我說著,心念一動,識海中那枚【玄】字鎮界碑碎片,發出一聲輕鳴,一道蘊含著天地至理的玄奧氣息,一閃而過。
“【玄】字碑?!”
岳山的意志,出現了劇烈的波動!
“原來如此……原來如此!你竟是天選的執碑人!”他的聲音中,帶著一絲恍然,一絲釋然,最后,化為一聲悠長的嘆息。
“罷了……萬載堅守,也該有個了結了。”
“天帝的時代已經過去,這方世界,終究是你們后來者的。”
話音落下,那股籠罩整個空間的磅礴意志,如潮水般退去。
巨人雕像雙眼中的金色火焰,也隨之黯淡下來,仿佛耗盡了最后的力量。
“【敕】字碑,你拿去吧……”
“但你要記住,取碑的瞬間,封印便會徹底失效。‘蒼’的神性會第一時間沖擊你的神魂,試圖奪舍重生。你只有一次機會,若是失敗……”
“你,連同整個江城,都將成為祂重生的祭品。
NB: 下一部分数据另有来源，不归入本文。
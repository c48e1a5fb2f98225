//! Utility helpers.

use once_cell::sync::Lazy;
use regex::Regex;
use unicode_normalization::UnicodeNormalization;

static HAN: Lazy<Regex> = Lazy::new(|| Regex::new(r"\p{Han}").expect("static regex"));

/// Normalize input strings (NFC) and trim whitespace.
pub fn normalize(s: &str) -> String {
    s.nfc().collect::<String>().trim().to_string()
}

/// NFC without trimming; used on conversion input where leading ASCII runs
/// and spacing are handled by the guard.
pub fn nfc(s: &str) -> String {
    s.nfc().collect()
}

/// True if `s` contains at least one Han-script character.
pub fn contains_han(s: &str) -> bool {
    HAN.is_match(s)
}

pub fn is_han(ch: char) -> bool {
    let mut buf = [0u8; 4];
    HAN.is_match(ch.encode_utf8(&mut buf))
}

/// Han characters of `s` in order of appearance.
pub fn han_chars(s: &str) -> impl Iterator<Item = char> + '_ {
    s.chars().filter(|&c| is_han(c))
}
// Loading tiers from files on disk.

use std::path::PathBuf;

use hanpin_core::{Config, FileSource, Romanizer, TierSet, TierStatus};

fn temp_dir(tag: &str) -> PathBuf {
    let dir = std::env::temp_dir().join(format!("hanpin_core_{tag}_{}", std::process::id()));
    std::fs::create_dir_all(&dir).unwrap();
    dir
}

#[test]
fn crlf_and_lf_files_load_the_same() {
    let dir = temp_dir("crlf");
    let lf = dir.join("lf.dict");
    let crlf = dir.join("crlf.dict");
    std::fs::write(&lf, "中国:zhōng guó\n人:rén\n").unwrap();
    std::fs::write(&crlf, "中国:zhōng guó\r\n人:rén\r\n").unwrap();

    let sources = vec![FileSource::new(&lf), FileSource::new(&crlf)];
    let none: Vec<FileSource> = vec![];
    let set = TierSet::load(&sources, &none);
    let a: Vec<_> = set.general()[0].iter().collect();
    let b: Vec<_> = set.general()[1].iter().collect();
    assert_eq!(a, b);
    assert_eq!(a, vec![("中国", "zhōng guó"), ("人", "rén")]);
    let _ = std::fs::remove_dir_all(dir);
}

#[test]
fn config_with_partial_missing_tiers() {
    let dir = temp_dir("partial");
    std::fs::write(dir.join("phrases.dict"), "中国:zhōng guó\n").unwrap();
    let toml = r#"
general_tiers = ["phrases.dict", "absent.dict"]
surname_tiers = []
"#;
    let config = hanpin_core::Config::from_toml_str(toml)
        .unwrap()
        .with_dict_dir(&dir);
    let romanizer = Romanizer::from_config(&config);
    let loads = romanizer.tiers().loads();
    assert_eq!(loads.len(), 2);
    assert!(matches!(loads[0].status, TierStatus::Loaded(ref r) if r.records == 1));
    assert!(matches!(loads[1].status, TierStatus::Unavailable { .. }));

    let r = romanizer.romanize("中国人", false);
    assert_eq!(r.text, "zhōng guó 人");
    assert_eq!(r.report.unresolved, vec!['人']);
    let _ = std::fs::remove_dir_all(dir);
}

#[test]
fn shipped_dictionaries_are_clean() {
    let dir = concat!(env!("CARGO_MANIFEST_DIR"), "/../dict");
    let set = TierSet::from_config(&Config::default().with_dict_dir(dir));
    assert_eq!(set.unavailable().count(), 0);
    for load in set.loads() {
        match &load.status {
            TierStatus::Loaded(r) => {
                assert!(r.malformed.is_empty(), "{}", r.id);
                assert_eq!(r.duplicates, 0, "{}", r.id);
                assert!(r.records > 0, "{}", r.id);
            }
            TierStatus::Unavailable { id, .. } => panic!("{id} unavailable"),
        }
    }
}

#[test]
fn bad_byte_line_keeps_rest_of_tier() {
    let dir = temp_dir("badbyte");
    let path = dir.join("mixed.dict");
    let mut bytes = "中:zhōng\n".as_bytes().to_vec();
    bytes.extend_from_slice(b"\xff\xfe:bad\n");
    bytes.extend_from_slice("国:guó\n".as_bytes());
    std::fs::write(&path, bytes).unwrap();

    let none: Vec<FileSource> = vec![];
    let set = TierSet::load(&[FileSource::new(&path)], &none);
    assert_eq!(set.unavailable().count(), 0);
    assert_eq!(set.general()[0].len(), 2);
    assert_eq!(set.malformed_count(), 1);

    let r = Romanizer::new(set).romanize("中国", false);
    assert_eq!(r.text, "zhōng guó");
    let _ = std::fs::remove_dir_all(dir);
}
”
“多謝前輩成全。”我對著雕像,深深一揖。
這無關神位,無關實力,只為這位堅守萬載的英雄,致以最崇高的敬意。
“范無救,謝必安,退到入口處,若有不對,立刻撤離,封死這里!”我沉聲下令。
“大人!”二人同時驚呼。
“這是命令!”我的語氣,不容置疑。
二人對視一眼,最終只能咬著牙,躬身領命,迅速退到了地道的入口,神情緊張地望著我。
我深吸一口氣,不再猶豫,邁步走向那尊巨大的雕像。
十丈、五丈、三丈……
我終于來到了雕像的胸前,來到了那枚散發著無上威嚴的【敕】字鎮界碑前。
它靜靜地懸浮著,仿佛在等待了萬古之后,終于等來了它的新主人。
我緩緩伸出右手,朝著它,握了過去。
就在我的指尖,即將觸碰到石碑的瞬間——
異變!陡生!
“桀桀桀桀……”
一陣令人牙酸的、仿佛無數怨魂在同時尖嘯的怪笑聲,毫無征兆地,從四面八方響起!
整個地下空間,溫度驟降!
那尊剛剛沉寂下去的巨人雕像腳下,那被【敕】字碑鎮壓了萬年的地面,突然裂開了一道道漆黑的縫隙!
一縷縷純黑色的、散發著極致混亂與瘋狂氣息的黑氣,從縫隙中瘋狂涌出!
這些黑氣,與玄冥水君的幽水之氣截然不同。
如果說玄冥水君是深沉的、冰冷的“死”。